Stored data:
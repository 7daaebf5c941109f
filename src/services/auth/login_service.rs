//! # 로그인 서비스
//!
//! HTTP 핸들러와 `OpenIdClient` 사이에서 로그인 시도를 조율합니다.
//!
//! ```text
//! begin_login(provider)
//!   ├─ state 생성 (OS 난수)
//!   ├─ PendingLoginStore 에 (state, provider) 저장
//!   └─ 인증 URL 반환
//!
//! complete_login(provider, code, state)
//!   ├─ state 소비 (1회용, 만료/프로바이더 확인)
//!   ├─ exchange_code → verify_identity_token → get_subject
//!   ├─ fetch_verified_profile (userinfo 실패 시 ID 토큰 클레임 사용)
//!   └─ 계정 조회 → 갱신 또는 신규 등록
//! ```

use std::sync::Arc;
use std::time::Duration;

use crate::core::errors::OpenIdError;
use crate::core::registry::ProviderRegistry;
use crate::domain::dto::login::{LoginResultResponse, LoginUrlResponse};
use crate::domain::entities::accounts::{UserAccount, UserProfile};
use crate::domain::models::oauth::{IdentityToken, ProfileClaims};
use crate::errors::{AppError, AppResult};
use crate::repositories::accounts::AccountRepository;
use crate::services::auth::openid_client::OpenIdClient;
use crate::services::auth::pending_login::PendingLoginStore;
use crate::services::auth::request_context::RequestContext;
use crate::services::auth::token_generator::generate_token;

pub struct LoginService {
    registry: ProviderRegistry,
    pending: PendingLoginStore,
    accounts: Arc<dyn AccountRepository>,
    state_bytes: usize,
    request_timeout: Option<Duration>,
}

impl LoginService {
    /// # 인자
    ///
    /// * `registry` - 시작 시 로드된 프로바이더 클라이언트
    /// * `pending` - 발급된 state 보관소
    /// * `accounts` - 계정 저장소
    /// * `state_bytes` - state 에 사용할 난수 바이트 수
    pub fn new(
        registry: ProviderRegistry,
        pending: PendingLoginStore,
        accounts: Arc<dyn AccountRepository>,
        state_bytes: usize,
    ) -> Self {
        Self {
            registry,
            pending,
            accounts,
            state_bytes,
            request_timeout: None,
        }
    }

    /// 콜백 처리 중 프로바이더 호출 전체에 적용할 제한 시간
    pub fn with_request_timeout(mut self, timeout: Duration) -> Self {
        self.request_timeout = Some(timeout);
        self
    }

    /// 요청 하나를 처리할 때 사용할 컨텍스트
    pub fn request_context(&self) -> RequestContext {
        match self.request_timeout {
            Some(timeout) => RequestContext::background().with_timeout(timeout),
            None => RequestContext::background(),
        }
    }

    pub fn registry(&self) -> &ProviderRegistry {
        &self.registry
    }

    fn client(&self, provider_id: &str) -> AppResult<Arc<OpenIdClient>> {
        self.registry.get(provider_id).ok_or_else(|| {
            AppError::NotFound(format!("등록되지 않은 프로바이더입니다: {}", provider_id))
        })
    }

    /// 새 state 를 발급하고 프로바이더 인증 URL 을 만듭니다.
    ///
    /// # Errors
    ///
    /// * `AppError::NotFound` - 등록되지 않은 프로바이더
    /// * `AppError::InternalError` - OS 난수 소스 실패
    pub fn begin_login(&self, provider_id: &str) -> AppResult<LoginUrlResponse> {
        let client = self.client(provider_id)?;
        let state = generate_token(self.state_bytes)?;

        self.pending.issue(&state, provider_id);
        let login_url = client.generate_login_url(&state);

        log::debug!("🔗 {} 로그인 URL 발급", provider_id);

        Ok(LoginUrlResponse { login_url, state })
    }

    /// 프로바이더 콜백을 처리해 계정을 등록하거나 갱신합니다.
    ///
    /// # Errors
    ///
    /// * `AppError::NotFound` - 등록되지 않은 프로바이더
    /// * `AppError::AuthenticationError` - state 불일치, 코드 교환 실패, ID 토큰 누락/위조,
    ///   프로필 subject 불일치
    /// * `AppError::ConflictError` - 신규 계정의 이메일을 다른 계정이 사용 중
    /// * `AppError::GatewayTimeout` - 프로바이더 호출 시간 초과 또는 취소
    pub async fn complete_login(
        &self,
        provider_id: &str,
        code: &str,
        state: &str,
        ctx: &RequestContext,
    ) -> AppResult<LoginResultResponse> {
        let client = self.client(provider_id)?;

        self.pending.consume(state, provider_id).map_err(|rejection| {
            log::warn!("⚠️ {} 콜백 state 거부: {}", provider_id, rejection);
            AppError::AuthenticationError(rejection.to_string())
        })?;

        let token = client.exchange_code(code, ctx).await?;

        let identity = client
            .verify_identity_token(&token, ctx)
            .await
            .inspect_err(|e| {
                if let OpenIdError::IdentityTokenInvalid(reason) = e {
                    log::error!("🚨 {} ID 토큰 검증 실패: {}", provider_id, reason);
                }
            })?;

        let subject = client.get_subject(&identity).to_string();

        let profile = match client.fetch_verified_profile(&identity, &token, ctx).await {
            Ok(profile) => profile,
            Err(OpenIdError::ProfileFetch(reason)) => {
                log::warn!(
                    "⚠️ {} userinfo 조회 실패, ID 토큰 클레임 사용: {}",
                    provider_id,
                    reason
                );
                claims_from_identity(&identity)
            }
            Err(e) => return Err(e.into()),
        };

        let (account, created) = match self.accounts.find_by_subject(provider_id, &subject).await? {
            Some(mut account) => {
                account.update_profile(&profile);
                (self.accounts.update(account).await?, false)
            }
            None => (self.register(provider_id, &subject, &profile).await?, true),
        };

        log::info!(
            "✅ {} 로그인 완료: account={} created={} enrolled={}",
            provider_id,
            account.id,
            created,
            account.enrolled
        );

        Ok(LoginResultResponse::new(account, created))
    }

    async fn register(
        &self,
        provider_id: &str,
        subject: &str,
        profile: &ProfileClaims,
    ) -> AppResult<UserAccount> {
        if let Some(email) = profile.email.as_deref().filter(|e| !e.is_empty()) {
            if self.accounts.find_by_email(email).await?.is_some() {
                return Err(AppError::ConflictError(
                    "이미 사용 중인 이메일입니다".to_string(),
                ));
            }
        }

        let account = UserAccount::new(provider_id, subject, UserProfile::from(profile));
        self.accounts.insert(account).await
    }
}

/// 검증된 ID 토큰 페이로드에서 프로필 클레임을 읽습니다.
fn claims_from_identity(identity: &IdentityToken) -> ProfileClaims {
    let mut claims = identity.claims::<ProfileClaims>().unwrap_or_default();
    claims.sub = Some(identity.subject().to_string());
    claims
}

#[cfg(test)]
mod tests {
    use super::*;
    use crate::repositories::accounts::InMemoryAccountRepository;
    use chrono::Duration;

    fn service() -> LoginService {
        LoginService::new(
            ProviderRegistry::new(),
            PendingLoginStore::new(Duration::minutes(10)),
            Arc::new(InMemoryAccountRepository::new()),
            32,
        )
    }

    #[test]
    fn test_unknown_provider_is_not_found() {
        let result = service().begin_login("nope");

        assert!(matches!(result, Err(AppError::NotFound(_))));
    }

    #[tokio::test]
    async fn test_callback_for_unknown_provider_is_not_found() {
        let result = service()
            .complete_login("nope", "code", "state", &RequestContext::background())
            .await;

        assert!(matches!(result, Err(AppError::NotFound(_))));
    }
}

◆ About this task
The answer is every entry, copied word for word.

◆ Answer space
repository 7daaebf5c941109f
filename src/services/auth/login_service.rs
//! # 로그인 서비스
//!
//! HTTP 핸들러와 `OpenIdClient` 사이에서 로그인 시도를 조율합니다.
//!
//! ```text
//! begin_login(provider)
//!   ├─ state 생성 (OS 난수)
//!   ├─ PendingLoginStore 에 (state, provider) 저장
//!   └─ 인증 URL 반환
//!
//! complete_login(provider, code, state)
//!   ├─ state 소비 (1회용, 만료/프로바이더 확인)
//!   ├─ exchange_code → verify_identity_token → get_subject
//!   ├─ fetch_verified_profile (userinfo 실패 시 ID 토큰 클레임 사용)
//!   └─ 계정 조회 → 갱신 또는 신규 등록
//! ```

use std::sync::Arc;
use std::time::Duration;

use crate::core::errors::OpenIdError;
use crate::core::registry::ProviderRegistry;
use crate::domain::dto::login::{LoginResultResponse, LoginUrlResponse};
use crate::domain::entities::accounts::{UserAccount, UserProfile};
use crate::domain::models::oauth::{IdentityToken, ProfileClaims};
use crate::errors::{AppError, AppResult};
use crate::repositories::accounts::AccountRepository;
use crate::services::auth::openid_client::OpenIdClient;
use crate::services::auth::pending_login::PendingLoginStore;
use crate::services::auth::request_context::RequestContext;
use crate::services::auth::token_generator::generate_token;

pub struct LoginService {
    registry: ProviderRegistry,
    pending: PendingLoginStore,
    accounts: Arc<dyn AccountRepository>,
    state_bytes: usize,
    request_timeout: Option<Duration>,
}

impl LoginService {
    /// # 인자
    ///
    /// * `registry` - 시작 시 로드된 프로바이더 클라이언트
    /// * `pending` - 발급된 state 보관소
    /// * `accounts` - 계정 저장소
    /// * `state_bytes` - state 에 사용할 난수 바이트 수
    pub fn new(
        registry: ProviderRegistry,
        pending: PendingLoginStore,
        accounts: Arc<dyn AccountRepository>,
        state_bytes: usize,
    ) -> Self {
        Self {
            registry,
            pending,
            accounts,
            state_bytes,
            request_timeout: None,
        }
    }

    /// 콜백 처리 중 프로바이더 호출 전체에 적용할 제한 시간
    pub fn with_request_timeout(mut self, timeout: Duration) -> Self {
        self.request_timeout = Some(timeout);
        self
    }

    /// 요청 하나를 처리할 때 사용할 컨텍스트
    pub fn request_context(&self) -> RequestContext {
        match self.request_timeout {
            Some(timeout) => RequestContext::background().with_timeout(timeout),
            None => RequestContext::background(),
        }
    }

    pub fn registry(&self) -> &ProviderRegistry {
        &self.registry
    }

    fn client(&self, provider_id: &str) -> AppResult<Arc<OpenIdClient>> {
        self.registry.get(provider_id).ok_or_else(|| {
            AppError::NotFound(format!("등록되지 않은 프로바이더입니다: {}", provider_id))
        })
    }

    /// 새 state 를 발급하고 프로바이더 인증 URL 을 만듭니다.
    ///
    /// # Errors
    ///
    /// * `AppError::NotFound` - 등록되지 않은 프로바이더
    /// * `AppError::InternalError` - OS 난수 소스 실패
    pub fn begin_login(&self, provider_id: &str) -> AppResult<LoginUrlResponse> {
        let client = self.client(provider_id)?;
        let state = generate_token(self.state_bytes)?;

        self.pending.issue(&state, provider_id);
        let login_url = client.generate_login_url(&state);

        log::debug!("🔗 {} 로그인 URL 발급", provider_id);

        Ok(LoginUrlResponse { login_url, state })
    }

    /// 프로바이더 콜백을 처리해 계정을 등록하거나 갱신합니다.
    ///
    /// # Errors
    ///
    /// * `AppError::NotFound` - 등록되지 않은 프로바이더
    /// * `AppError::AuthenticationError` - state 불일치, 코드 교환 실패, ID 토큰 누락/위조,
    ///   프로필 subject 불일치
    /// * `AppError::ConflictError` - 신규 계정의 이메일을 다른 계정이 사용 중
    /// * `AppError::GatewayTimeout` - 프로바이더 호출 시간 초과 또는 취소
    pub async fn complete_login(
        &self,
        provider_id: &str,
        code: &str,
        state: &str,
        ctx: &RequestContext,
    ) -> AppResult<LoginResultResponse> {
        let client = self.client(provider_id)?;

        self.pending.consume(state, provider_id).map_err(|rejection| {
            log::warn!("⚠️ {} 콜백 state 거부: {}", provider_id, rejection);
            AppError::AuthenticationError(rejection.to_string())
        })?;

        let token = client.exchange_code(code, ctx).await?;

        let identity = client
            .verify_identity_token(&token, ctx)
            .await
            .inspect_err(|e| {
                if let OpenIdError::IdentityTokenInvalid(reason) = e {
                    log::error!("🚨 {} ID 토큰 검증 실패: {}", provider_id, reason);
                }
            })?;

        let subject = client.get_subject(&identity).to_string();

        let profile = match client.fetch_verified_profile(&identity, &token, ctx).await {
            Ok(profile) => profile,
            Err(OpenIdError::ProfileFetch(reason)) => {
                log::warn!(
                    "⚠️ {} userinfo 조회 실패, ID 토큰 클레임 사용: {}",
                    provider_id,
                    reason
                );
                claims_from_identity(&identity)
            }
            Err(e) => return Err(e.into()),
        };

        let (account, created) = match self.accounts.find_by_subject(provider_id, &subject).await? {
            Some(mut account) => {
                account.update_profile(&profile);
                (self.accounts.update(account).await?, false)
            }
            None => (self.register(provider_id, &subject, &profile).await?, true),
        };

        log::info!(
            "✅ {} 로그인 완료: account={} created={} enrolled={}",
            provider_id,
            account.id,
            created,
            account.enrolled
        );

        Ok(LoginResultResponse::new(account, created))
    }

    async fn register(
        &self,
        provider_id: &str,
        subject: &str,
        profile: &ProfileClaims,
    ) -> AppResult<UserAccount> {
        if let Some(email) = profile.email.as_deref().filter(|e| !e.is_empty()) {
            if self.accounts.find_by_email(email).await?.is_some() {
                return Err(AppError::ConflictError(
                    "이미 사용 중인 이메일입니다".to_string(),
                ));
            }
        }

        let account = UserAccount::new(provider_id, subject, UserProfile::from(profile));
        self.accounts.insert(account).await
    }
}

/// 검증된 ID 토큰 페이로드에서 프로필 클레임을 읽습니다.
fn claims_from_identity(identity: &IdentityToken) -> ProfileClaims {
    let mut claims = identity.claims::<ProfileClaims>().unwrap_or_default();
    claims.sub = Some(identity.subject().to_string());
    claims
}

#[cfg(test)]
mod tests {
    use super::*;
    use crate::repositories::accounts::InMemoryAccountRepository;
    use chrono::Duration;

    fn service() -> LoginService {
        LoginService::new(
            ProviderRegistry::new(),
            PendingLoginStore::new(Duration::minutes(10)),
            Arc::new(InMemoryAccountRepository::new()),
            32,
        )
    }

    #[test]
    fn test_unknown_provider_is_not_found() {
        let result = service().begin_login("nope");

        assert!(matches!(result, Err(AppError::NotFound(_))));
    }

    #[tokio::test]
    async fn test_callback_for_unknown_provider_is_not_found() {
        let result = service()
            .complete_login("nope", "code", "state", &RequestContext::background())
            .await;

        assert!(matches!(result, Err(AppError::NotFound(_))));
    }
}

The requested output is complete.